17
All data moves in or out of a process by this mechanism. The machinery inside the
operating system that performs these transfers can be incredibly complex, but
conceptually, it's very straightforward.
Figure 1-1 shows a simplified logical diagram of how block data moves from an external
source, such as a disk, to a memory area inside a running process. The process requests
that its buffer be filled by making the read() system call. This results in the kernel issuing
a command to the disk controller hardware to fetch the data from disk. The disk
controller writes the data directly into a kernel memory buffer by DMA without further
assistance from the main CPU. Once the disk controller finishes filling the buffer, the
kernel copies the data from the temporary buffer in kernel space to the buffer specified by
the process when it requested the read() operation.
Figure 1-1. Simplified I/O buffer handling
This obviously glosses over a lot of details, but it shows the basic steps involved.
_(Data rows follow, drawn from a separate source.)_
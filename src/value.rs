//! Input values accepted by the dispatcher.
//!
//! [`Value`] is the closed set of things a caller may hand to
//! [`Composite::add`](crate::tree::Composite::add): already-built nodes,
//! scalars, ordered key/value pairs, numeric matrices, tabular frames and
//! chart figures. Anything else travels through [`Value::Other`], which
//! carries the runtime type name so unsupported inputs can be reported
//! precisely.

use std::any::Any;
use std::fmt;

use crate::figure::Figure;
use crate::node::Render;

/// A 2-D numeric matrix, row-major.
///
/// Rows need not all have the same length; ragged rows are rendered as-is.
#[derive(Debug, Clone, Default, PartialEq)]
pub struct Matrix {
  pub rows: Vec<Vec<f64>>,
}

impl Matrix {
  pub fn new(rows: Vec<Vec<f64>>) -> Self {
    Self { rows }
  }

  pub fn n_rows(&self) -> usize {
    self.rows.len()
  }

  /// Width of the widest row.
  pub fn n_cols(&self) -> usize {
    self.rows.iter().map(Vec::len).max().unwrap_or(0)
  }
}

impl fmt::Display for Matrix {
  fn fmt(&self, f: &mut fmt::Formatter<'_>) -> fmt::Result {
    for (i, row) in self.rows.iter().enumerate() {
      if i > 0 {
        writeln!(f)?;
      }
      let line: Vec<String> = row.iter().map(|v| v.to_string()).collect();
      write!(f, "{}", line.join(" "))?;
    }
    Ok(())
  }
}

/// A single cell of a [`Frame`].
#[derive(Debug, Clone, PartialEq)]
pub enum Cell {
  Num(f64),
  Text(String),
}

impl fmt::Display for Cell {
  fn fmt(&self, f: &mut fmt::Formatter<'_>) -> fmt::Result {
    match self {
      Cell::Num(v) => write!(f, "{v}"),
      Cell::Text(s) => write!(f, "{s}"),
    }
  }
}

impl From<f64> for Cell {
  fn from(v: f64) -> Self {
    Cell::Num(v)
  }
}

impl From<i64> for Cell {
  fn from(v: i64) -> Self {
    Cell::Num(v as f64)
  }
}

impl From<&str> for Cell {
  fn from(v: &str) -> Self {
    Cell::Text(v.to_string())
  }
}

impl From<String> for Cell {
  fn from(v: String) -> Self {
    Cell::Text(v)
  }
}

/// A tabular frame: named columns over rows of cells.
#[derive(Debug, Clone, Default, PartialEq)]
pub struct Frame {
  columns: Vec<String>,
  rows: Vec<Vec<Cell>>,
}

impl Frame {
  pub fn new(columns: impl IntoIterator<Item = impl Into<String>>) -> Self {
    Self {
      columns: columns.into_iter().map(Into::into).collect(),
      rows: Vec::new(),
    }
  }

  /// Append a row. Short rows are padded with empty cells at render time;
  /// extra cells beyond the column count are kept and rendered too.
  pub fn push_row(&mut self, row: impl IntoIterator<Item = impl Into<Cell>>) {
    self.rows.push(row.into_iter().map(Into::into).collect());
  }

  pub fn columns(&self) -> &[String] {
    &self.columns
  }

  pub fn rows(&self) -> &[Vec<Cell>] {
    &self.rows
  }

  pub fn n_rows(&self) -> usize {
    self.rows.len()
  }
}

impl fmt::Display for Frame {
  fn fmt(&self, f: &mut fmt::Formatter<'_>) -> fmt::Result {
    write!(f, "{}", self.columns.join(" "))?;
    for row in &self.rows {
      let line: Vec<String> = row.iter().map(|c| c.to_string()).collect();
      write!(f, "\n{}", line.join(" "))?;
    }
    Ok(())
  }
}

/// The dispatchable input universe.
///
/// `From` impls cover the common cases so builder methods can take
/// `impl Into<Value>`. Conversion into render nodes happens in
/// [`TypeDispatcher`](crate::dispatch::TypeDispatcher).
pub enum Value {
  /// An already-built render node; passed through unchanged.
  Node(Box<dyn Render>),
  /// Raw HTML source. Not escaped.
  Text(String),
  Int(i64),
  Float(f64),
  /// Ordered key/value pairs. A `Vec` keeps insertion order; unordered maps
  /// are deliberately not accepted.
  Pairs(Vec<(String, String)>),
  Matrix(Matrix),
  Frame(Frame),
  Figure(Figure),
  /// Escape hatch for caller-defined kinds handled by custom dispatch rules.
  Other {
    type_name: &'static str,
    value: Box<dyn Any + Send>,
  },
}

impl Value {
  /// Wrap an arbitrary caller type for custom dispatch rules, capturing its
  /// runtime type name for error reporting.
  pub fn other<T: Any + Send>(value: T) -> Self {
    Value::Other {
      type_name: std::any::type_name::<T>(),
      value: Box::new(value),
    }
  }

  /// Wrap an already-built node.
  pub fn node(node: impl Render + 'static) -> Self {
    Value::Node(Box::new(node))
  }

  /// Name of the wrapped kind, used in `UnsupportedType` errors.
  pub fn type_name(&self) -> &str {
    match self {
      Value::Node(_) => "node",
      Value::Text(_) => "str",
      Value::Int(_) => "i64",
      Value::Float(_) => "f64",
      Value::Pairs(_) => "pairs",
      Value::Matrix(_) => "matrix",
      Value::Frame(_) => "frame",
      Value::Figure(_) => "figure",
      Value::Other { type_name, .. } => type_name,
    }
  }
}

impl fmt::Debug for Value {
  fn fmt(&self, f: &mut fmt::Formatter<'_>) -> fmt::Result {
    write!(f, "Value::{}", self.type_name())
  }
}

impl From<&str> for Value {
  fn from(v: &str) -> Self {
    Value::Text(v.to_string())
  }
}

impl From<String> for Value {
  fn from(v: String) -> Self {
    Value::Text(v)
  }
}

impl From<i64> for Value {
  fn from(v: i64) -> Self {
    Value::Int(v)
  }
}

impl From<i32> for Value {
  fn from(v: i32) -> Self {
    Value::Int(v as i64)
  }
}

impl From<f64> for Value {
  fn from(v: f64) -> Self {
    Value::Float(v)
  }
}

impl From<Vec<(String, String)>> for Value {
  fn from(v: Vec<(String, String)>) -> Self {
    Value::Pairs(v)
  }
}

impl From<Vec<(&str, &str)>> for Value {
  fn from(v: Vec<(&str, &str)>) -> Self {
    Value::Pairs(
      v.into_iter()
        .map(|(k, val)| (k.to_string(), val.to_string()))
        .collect(),
    )
  }
}

impl From<Matrix> for Value {
  fn from(v: Matrix) -> Self {
    Value::Matrix(v)
  }
}

impl From<Vec<Vec<f64>>> for Value {
  fn from(v: Vec<Vec<f64>>) -> Self {
    Value::Matrix(Matrix::new(v))
  }
}

impl From<Frame> for Value {
  fn from(v: Frame) -> Self {
    Value::Frame(v)
  }
}

impl From<Figure> for Value {
  fn from(v: Figure) -> Self {
    Value::Figure(v)
  }
}

impl From<Box<dyn Render>> for Value {
  fn from(v: Box<dyn Render>) -> Self {
    Value::Node(v)
  }
}

#[cfg(test)]
mod tests {
  use super::*;

  #[test]
  fn matrix_dimensions() {
    let m = Matrix::new(vec![vec![1.0, 2.0, 3.0], vec![4.0]]);
    assert_eq!(m.n_rows(), 2);
    assert_eq!(m.n_cols(), 3);
    assert_eq!(Matrix::default().n_cols(), 0);
  }

  #[test]
  fn frame_rows_keep_order() {
    let mut f = Frame::new(["a", "b"]);
    f.push_row([1.0, 2.0]);
    f.push_row([3.0, 4.0]);
    assert_eq!(f.n_rows(), 2);
    assert_eq!(f.columns(), ["a", "b"]);
  }

  #[test]
  fn frame_display_fallback() {
    let mut f = Frame::new(["x"]);
    f.push_row(["hi"]);
    assert_eq!(f.to_string(), "x\nhi");
  }

  #[test]
  fn other_values_capture_type_name() {
    let v = Value::other(true);
    assert_eq!(v.type_name(), "bool");
  }

  #[test]
  fn scalar_conversions() {
    assert_eq!(Value::from(3i64).type_name(), "i64");
    assert_eq!(Value::from(3.5f64).type_name(), "f64");
    assert_eq!(Value::from("hi").type_name(), "str");
  }
}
Note the concepts of user space and kernel space in Figure 1-1. User space is where
regular processes live. The JVM is a regular process and dwells in user space. User space
is a nonprivileged area: code executing there cannot directly access hardware devices, for
example. Kernel space is where the operating system lives. Kernel code has special
privileges: it can communicate with device controllers, manipulate the state of processes
in user space, etc. Most importantly, all I/O flows through kernel space, either directly (as
decsribed here) or indirectly (see Section 1.4.2).
When a process requests an I/O operation, it performs a system call, sometimes known as
a trap, which transfers control into the kernel. The low-level open(), read(), write(), and
close() functions so familiar to C/C++ coders do nothing more than set up and perform
the appropriate system calls. When the kernel is called in this way, it takes whatever steps
are necessary to find the data the process is requesting and transfer it into the specified
buffer in user space. The kernel tries to cache and/or prefetch data, so the data being
requested by the process may already be available in kernel space. If so, the data
requested by the process is copied out. If the data isn't available, the process is suspended
while the kernel goes about bringing the data into memory.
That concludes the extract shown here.